**WORK REQUIRED:** Pull every line containing the word "whole" out of the material below.
___
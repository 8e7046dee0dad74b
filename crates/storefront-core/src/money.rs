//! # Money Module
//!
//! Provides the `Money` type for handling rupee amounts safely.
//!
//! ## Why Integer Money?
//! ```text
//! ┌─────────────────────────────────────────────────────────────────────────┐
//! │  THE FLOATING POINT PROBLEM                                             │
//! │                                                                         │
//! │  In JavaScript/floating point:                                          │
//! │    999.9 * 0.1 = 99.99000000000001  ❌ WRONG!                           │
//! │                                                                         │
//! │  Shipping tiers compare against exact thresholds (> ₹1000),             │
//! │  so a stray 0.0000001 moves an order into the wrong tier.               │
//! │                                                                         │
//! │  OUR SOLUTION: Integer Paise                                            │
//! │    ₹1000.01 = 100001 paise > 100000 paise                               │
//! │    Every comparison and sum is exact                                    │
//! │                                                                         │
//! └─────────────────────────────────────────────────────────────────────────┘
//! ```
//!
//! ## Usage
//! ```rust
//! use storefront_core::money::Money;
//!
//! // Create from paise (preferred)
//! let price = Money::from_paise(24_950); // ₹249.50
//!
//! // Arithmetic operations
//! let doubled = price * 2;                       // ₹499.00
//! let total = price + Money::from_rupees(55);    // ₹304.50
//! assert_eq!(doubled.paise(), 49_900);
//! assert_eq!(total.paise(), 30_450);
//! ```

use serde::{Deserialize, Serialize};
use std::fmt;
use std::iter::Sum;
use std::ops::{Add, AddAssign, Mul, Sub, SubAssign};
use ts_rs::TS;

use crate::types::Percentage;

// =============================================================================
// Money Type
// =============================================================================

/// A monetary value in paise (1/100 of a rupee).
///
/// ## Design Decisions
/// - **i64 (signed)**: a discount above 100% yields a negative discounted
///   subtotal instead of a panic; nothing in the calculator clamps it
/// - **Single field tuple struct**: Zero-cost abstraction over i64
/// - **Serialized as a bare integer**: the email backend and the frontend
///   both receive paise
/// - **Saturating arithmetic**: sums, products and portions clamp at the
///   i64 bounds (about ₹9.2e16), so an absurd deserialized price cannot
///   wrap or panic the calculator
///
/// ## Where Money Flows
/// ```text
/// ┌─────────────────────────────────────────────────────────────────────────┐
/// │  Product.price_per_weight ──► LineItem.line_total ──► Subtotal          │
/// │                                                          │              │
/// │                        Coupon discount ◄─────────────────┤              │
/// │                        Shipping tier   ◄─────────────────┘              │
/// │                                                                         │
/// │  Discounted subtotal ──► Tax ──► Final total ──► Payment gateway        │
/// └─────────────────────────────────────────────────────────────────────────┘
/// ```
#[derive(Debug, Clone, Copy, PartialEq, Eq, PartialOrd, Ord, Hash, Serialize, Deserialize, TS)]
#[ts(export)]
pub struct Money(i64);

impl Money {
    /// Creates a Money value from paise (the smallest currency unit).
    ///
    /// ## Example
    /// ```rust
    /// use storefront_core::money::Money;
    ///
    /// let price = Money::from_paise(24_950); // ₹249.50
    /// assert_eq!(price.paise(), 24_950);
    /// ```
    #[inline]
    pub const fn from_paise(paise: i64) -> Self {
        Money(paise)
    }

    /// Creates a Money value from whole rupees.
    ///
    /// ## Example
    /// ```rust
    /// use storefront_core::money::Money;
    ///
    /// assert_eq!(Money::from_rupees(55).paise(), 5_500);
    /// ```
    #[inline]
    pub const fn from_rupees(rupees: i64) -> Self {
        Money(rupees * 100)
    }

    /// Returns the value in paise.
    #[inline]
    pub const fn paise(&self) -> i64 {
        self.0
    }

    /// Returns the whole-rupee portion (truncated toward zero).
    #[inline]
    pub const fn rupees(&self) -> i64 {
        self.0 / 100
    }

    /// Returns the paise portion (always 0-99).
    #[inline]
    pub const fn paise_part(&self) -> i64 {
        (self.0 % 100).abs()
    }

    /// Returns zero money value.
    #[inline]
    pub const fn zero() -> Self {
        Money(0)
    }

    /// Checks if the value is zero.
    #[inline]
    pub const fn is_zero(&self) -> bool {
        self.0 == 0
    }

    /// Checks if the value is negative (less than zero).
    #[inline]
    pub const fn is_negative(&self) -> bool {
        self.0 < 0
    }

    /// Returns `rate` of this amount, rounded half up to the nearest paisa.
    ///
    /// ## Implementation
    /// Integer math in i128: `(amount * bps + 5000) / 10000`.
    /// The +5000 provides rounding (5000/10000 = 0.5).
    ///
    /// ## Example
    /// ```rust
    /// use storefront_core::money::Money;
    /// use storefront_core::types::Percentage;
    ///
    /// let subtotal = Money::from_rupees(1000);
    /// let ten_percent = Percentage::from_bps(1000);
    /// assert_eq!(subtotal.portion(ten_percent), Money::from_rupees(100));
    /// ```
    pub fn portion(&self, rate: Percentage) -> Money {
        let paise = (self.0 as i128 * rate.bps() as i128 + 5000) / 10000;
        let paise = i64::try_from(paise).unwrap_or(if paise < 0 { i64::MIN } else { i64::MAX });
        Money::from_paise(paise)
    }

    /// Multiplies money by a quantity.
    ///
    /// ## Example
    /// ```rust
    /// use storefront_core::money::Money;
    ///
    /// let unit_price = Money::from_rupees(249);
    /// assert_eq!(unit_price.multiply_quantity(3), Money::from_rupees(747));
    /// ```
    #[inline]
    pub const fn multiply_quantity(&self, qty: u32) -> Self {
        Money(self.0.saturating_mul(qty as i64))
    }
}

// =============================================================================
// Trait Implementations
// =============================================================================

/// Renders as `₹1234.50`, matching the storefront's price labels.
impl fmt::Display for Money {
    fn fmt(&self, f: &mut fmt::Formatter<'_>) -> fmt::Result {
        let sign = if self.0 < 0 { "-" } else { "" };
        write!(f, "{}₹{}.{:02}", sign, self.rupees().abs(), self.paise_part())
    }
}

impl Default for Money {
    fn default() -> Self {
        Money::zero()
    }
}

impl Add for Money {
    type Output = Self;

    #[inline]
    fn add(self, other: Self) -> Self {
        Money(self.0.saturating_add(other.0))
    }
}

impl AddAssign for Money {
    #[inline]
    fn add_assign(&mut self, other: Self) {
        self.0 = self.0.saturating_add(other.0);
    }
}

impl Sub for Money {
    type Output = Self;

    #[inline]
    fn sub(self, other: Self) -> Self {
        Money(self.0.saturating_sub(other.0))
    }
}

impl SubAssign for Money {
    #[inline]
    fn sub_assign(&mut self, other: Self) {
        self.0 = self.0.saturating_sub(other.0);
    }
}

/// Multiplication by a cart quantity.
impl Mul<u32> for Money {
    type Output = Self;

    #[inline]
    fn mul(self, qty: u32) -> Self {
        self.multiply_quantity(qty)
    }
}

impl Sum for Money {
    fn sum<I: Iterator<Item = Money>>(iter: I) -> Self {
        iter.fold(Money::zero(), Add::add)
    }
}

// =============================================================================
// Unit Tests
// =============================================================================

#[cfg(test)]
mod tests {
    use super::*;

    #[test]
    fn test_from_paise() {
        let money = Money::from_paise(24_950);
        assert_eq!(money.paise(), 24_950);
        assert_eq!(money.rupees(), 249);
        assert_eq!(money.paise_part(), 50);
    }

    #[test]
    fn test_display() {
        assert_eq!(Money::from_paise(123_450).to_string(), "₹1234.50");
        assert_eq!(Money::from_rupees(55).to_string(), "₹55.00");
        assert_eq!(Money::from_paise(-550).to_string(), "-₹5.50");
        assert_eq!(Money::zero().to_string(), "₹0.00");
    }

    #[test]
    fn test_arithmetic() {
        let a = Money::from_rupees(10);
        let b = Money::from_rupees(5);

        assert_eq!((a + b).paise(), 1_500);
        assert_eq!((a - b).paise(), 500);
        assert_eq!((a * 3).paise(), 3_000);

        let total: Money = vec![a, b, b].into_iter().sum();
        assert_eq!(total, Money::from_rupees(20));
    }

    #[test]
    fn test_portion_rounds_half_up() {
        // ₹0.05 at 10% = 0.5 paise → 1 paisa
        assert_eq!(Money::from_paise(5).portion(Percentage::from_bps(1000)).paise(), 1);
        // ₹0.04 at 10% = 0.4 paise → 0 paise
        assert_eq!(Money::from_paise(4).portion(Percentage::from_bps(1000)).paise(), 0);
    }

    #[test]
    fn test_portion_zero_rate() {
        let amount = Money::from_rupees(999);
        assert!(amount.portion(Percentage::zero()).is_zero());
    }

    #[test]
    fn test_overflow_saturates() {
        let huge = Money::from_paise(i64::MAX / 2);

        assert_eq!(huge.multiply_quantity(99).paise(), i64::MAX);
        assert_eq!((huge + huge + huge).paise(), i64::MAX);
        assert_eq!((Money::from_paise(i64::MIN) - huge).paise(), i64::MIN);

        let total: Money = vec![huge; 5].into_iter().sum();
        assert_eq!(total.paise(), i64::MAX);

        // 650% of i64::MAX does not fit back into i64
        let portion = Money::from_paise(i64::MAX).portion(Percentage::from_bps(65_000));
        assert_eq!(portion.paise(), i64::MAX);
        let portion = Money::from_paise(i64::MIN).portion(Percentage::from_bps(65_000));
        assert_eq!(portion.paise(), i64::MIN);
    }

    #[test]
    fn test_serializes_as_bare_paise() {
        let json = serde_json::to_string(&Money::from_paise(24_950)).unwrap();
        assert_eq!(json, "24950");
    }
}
___
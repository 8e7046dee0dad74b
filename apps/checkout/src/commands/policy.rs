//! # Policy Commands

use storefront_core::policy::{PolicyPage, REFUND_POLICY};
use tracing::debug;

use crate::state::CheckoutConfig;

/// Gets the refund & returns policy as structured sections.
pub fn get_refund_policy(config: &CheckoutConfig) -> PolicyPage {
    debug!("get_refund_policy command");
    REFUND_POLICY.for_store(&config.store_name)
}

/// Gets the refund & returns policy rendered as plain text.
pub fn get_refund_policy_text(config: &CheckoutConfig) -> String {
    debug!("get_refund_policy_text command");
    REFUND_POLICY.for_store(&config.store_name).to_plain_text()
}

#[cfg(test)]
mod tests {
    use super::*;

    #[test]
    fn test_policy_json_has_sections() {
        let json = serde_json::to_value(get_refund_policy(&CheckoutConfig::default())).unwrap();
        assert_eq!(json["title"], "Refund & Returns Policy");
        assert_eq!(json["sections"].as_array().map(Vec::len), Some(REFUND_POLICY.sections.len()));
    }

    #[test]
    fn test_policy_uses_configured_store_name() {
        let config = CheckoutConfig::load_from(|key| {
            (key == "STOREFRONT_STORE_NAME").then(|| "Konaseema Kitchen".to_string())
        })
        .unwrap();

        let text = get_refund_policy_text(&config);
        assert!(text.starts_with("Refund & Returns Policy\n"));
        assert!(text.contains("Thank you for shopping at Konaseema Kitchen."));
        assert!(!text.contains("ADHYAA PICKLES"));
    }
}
___
**EXERCISE SOLUTION:**
    /// Creates a Money value from whole rupees.
    /// Returns the whole-rupee portion (truncated toward zero).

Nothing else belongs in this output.